Saudi Arabia attempted to dispel the claim by arguing that their agents should be granted immunity and England did not have jurisdiction. Saudi Arabia and its officials argued that according to the State Immunity Act of 1978, they were entitled to immunity.  The Master of the High Court agreed that the Lieutenant Colonel should be given immunity. The Courts ruled in Saudi Arabia and the officials’ favor. Jones appealed the decision of the Court. The European Court of Human Rights upheld the decision. In a six to one decision, the Court granted Saudi Arabia and the officials immunity. The European Court of Human Rights held that Article 6 (1) of the European Convention on Human Rights was not violated by granting the state immunity. Article 6 guarantees a right of access to court.

Do you agree with the court’s decision that the law does not violate Article 6 of the European Convention?

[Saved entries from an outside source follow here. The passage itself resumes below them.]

//! Task handles: spawn a producer/consumer loop on the worker pool and track its completion.

use crossbeam_channel::{Receiver, RecvTimeoutError, bounded};
use log::error;
use std::panic::{AssertUnwindSafe, catch_unwind};
use std::sync::{Arc, Mutex, PoisonError};
use std::time::Instant;

use super::cancel::CancelToken;
use crate::TaskExit;

/// Handle to one spawned task. Cancelling it fires the task's token; completion is
/// observable without joining (the pool owns the thread).
pub struct TaskHandle {
    label: String,
    cancel: CancelToken,
    exit: Arc<Mutex<Option<TaskExit>>>,
    /// Disconnected once the task has finished and recorded its exit.
    done: Receiver<()>,
}

impl TaskHandle {
    pub fn label(&self) -> &str {
        &self.label
    }

    /// Fire the task's cancellation token.
    pub fn cancel(&self) {
        self.cancel.cancel();
    }

    pub fn is_finished(&self) -> bool {
        self.exit().is_some()
    }

    /// How the task ended, or `None` while it is still running (or not yet scheduled).
    pub fn exit(&self) -> Option<TaskExit> {
        *self.exit.lock().unwrap_or_else(PoisonError::into_inner)
    }

    /// Completion signal, for waiting outside the controller lock.
    pub fn done_signal(&self) -> Receiver<()> {
        self.done.clone()
    }
}

/// Wait until every signal in `signals` is disconnected or `deadline` passes.
/// Returns true if all tasks finished in time.
pub fn wait_all(signals: &[Receiver<()>], deadline: Instant) -> bool {
    signals.iter().all(|done| {
        matches!(
            done.recv_deadline(deadline),
            Err(RecvTimeoutError::Disconnected)
        )
    })
}

/// Spawn `body` on `pool`. Panics are caught and recorded as [`TaskExit::Panicked`].
pub fn spawn_task<F>(
    pool: &rayon::ThreadPool,
    label: String,
    cancel: CancelToken,
    body: F,
) -> TaskHandle
where
    F: FnOnce() -> TaskExit + Send + 'static,
{
    let exit = Arc::new(Mutex::new(None));
    let (done_tx, done) = bounded::<()>(0);

    let exit_w = Arc::clone(&exit);
    let label_w = label.clone();
    pool.spawn(move || {
        let result = catch_unwind(AssertUnwindSafe(body)).unwrap_or_else(|_| {
            error!("Task {} panicked", label_w);
            TaskExit::Panicked
        });
        *exit_w.lock().unwrap_or_else(PoisonError::into_inner) = Some(result);
        drop(done_tx);
    });

    TaskHandle {
        label,
        cancel,
        exit,
        done,
    }
}
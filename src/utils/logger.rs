use colored::Colorize;
use env_logger::Builder;
use log::Level;
use std::io::Write;

/// Install the process logger. Safe to call more than once; later calls are ignored.
pub fn setup_logging(verbose: bool) {
    use log::LevelFilter;

    let level = if verbose {
        LevelFilter::Debug
    } else {
        LevelFilter::Info
    };

    let _ = Builder::from_default_env()
        .filter_level(LevelFilter::Warn) // Default: only warnings from dependencies
        .filter_module(env!("CARGO_PKG_NAME"), level) // Our crate: use requested level
        .format(|buf, record| {
            let name = env!("CARGO_PKG_NAME");
            let thread = std::thread::current();
            let thread_name = thread.name().unwrap_or("main");
            let line = match record.level() {
                Level::Error | Level::Warn => {
                    let level_str = match record.level() {
                        Level::Warn => "WARN".yellow(),
                        Level::Error => "ERROR".red(),
                        _ => unreachable!(),
                    };
                    let path = record.target().to_string().white();
                    format!(
                        "[{} {} {} {}] {}",
                        name.cyan(),
                        level_str,
                        thread_name.dimmed(),
                        path,
                        record.args()
                    )
                }
                Level::Debug | Level::Trace => format!(
                    "[{} {}] {}",
                    name.cyan(),
                    thread_name.dimmed(),
                    record.args()
                ),
                _ => format!("[{}] {}", name.cyan(), record.args()),
            };
            writeln!(buf, "{}", line)
        })
        .try_init();
}
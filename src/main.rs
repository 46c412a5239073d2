//! Wordscan CLI: rank the most frequent words of every `.txt` file under a directory, rescanning periodically.

use anyhow::Result;
use clap::Parser;
use std::time::Instant;
use wordscan::engine::arg_parser::Cli;
use wordscan::engine::handle_run;

fn main() -> Result<()> {
    let start_time = Instant::now();
    let cli = Cli::parse();
    handle_run(&cli)?;
    log::debug!("Total time: {:?}", start_time.elapsed());
    Ok(())
}
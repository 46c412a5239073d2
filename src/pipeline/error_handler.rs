use log::{info, warn};
use std::path::{Path, PathBuf};

use super::walk::PassSummary;
use crate::ScanEvent;
use crate::report::ResultSink;

/// Report one walk failure. Non-fatal: the pass goes on and the next pass retries.
pub fn report_walk_error(sink: &dyn ResultSink, path: Option<PathBuf>, msg: String) {
    sink.report(ScanEvent::WalkError { path, error: msg });
}

/// Log the outcome of a finished pass; warn when part of the tree was skipped.
pub fn log_pass_summary(label: &str, root: &Path, summary: &PassSummary) {
    info!(
        "{}: pass over {} queued {} file(s)",
        label,
        root.display(),
        summary.queued
    );
    if summary.errors > 0 {
        warn!(
            "{}: skipped {} path(s) due to permission errors or access issues",
            label, summary.errors
        );
    }
}
//! Load `.wordscan.toml` (CLI only). The library takes an [`Opts`] built by the caller.

use serde::Deserialize;
use std::path::PathBuf;
use std::time::Duration;

use crate::Opts;

#[derive(Debug, Default, Deserialize)]
pub struct WordscanToml {
    #[serde(default)]
    settings: SettingsSection,
}

#[derive(Debug, Default, Deserialize)]
#[serde(deny_unknown_fields)]
struct SettingsSection {
    root: Option<String>,
    scan_interval_secs: Option<u64>,
    consumer_count: Option<usize>,
    producer_count: Option<usize>,
    top_k: Option<usize>,
    min_word_length: Option<usize>,
    follow_links: Option<bool>,
    verbose: Option<bool>,
    json: Option<bool>,
}

/// Parse config text (a `[settings]` table). Unknown keys are an error.
pub fn parse_wordscan_toml(s: &str) -> Result<WordscanToml, toml::de::Error> {
    toml::from_str(s)
}

/// Overwrite opts field from file when present.
macro_rules! apply_file_opt {
    ($section:expr, $opts:expr, $field:ident) => {
        if let Some(v) = $section.$field {
            $opts.$field = v;
        }
    };
}

/// Apply file config to opts (only fields present in the file). Call before applying CLI flags.
pub fn apply_file_to_opts(file: &WordscanToml, opts: &mut Opts) {
    let s = &file.settings;
    if let Some(ref root) = s.root {
        opts.root = PathBuf::from(root);
    }
    if let Some(secs) = s.scan_interval_secs {
        opts.scan_interval = Duration::from_secs(secs);
    }
    apply_file_opt!(s, opts, consumer_count);
    apply_file_opt!(s, opts, producer_count);
    apply_file_opt!(s, opts, top_k);
    apply_file_opt!(s, opts, min_word_length);
    apply_file_opt!(s, opts, follow_links);
    apply_file_opt!(s, opts, verbose);
    apply_file_opt!(s, opts, json);
}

Do you think that any legal ramifications can ensue from this decision?



One comment

  1. Officials holding high offices within a country are usually awarded immunity for their acts committed on behalf of the state under customary international law. The international community has found that those serving under an official capacity require immunity in order to accomplish their functions efficiently, without fear of being dragged into court. That said, the Ministry of Interior the Kingdom of Saudi Arabia might be entitled to receive some sort of immunity, claiming that the actions were taken in response to the bombing which occurred. However, I feel that Lieutenant Colonel Abdul Aziz should not be awarded immunity for the torture of a British national. There is no showing of a reasonable suspicion that Jones was involved in the bombing and he was in fact injured from the event. Furthermore, Article 6 of the European Convention on Human Rights entitles Jones to a fair and just hearing in front of an impartial tribunal in which I feel he did not receive.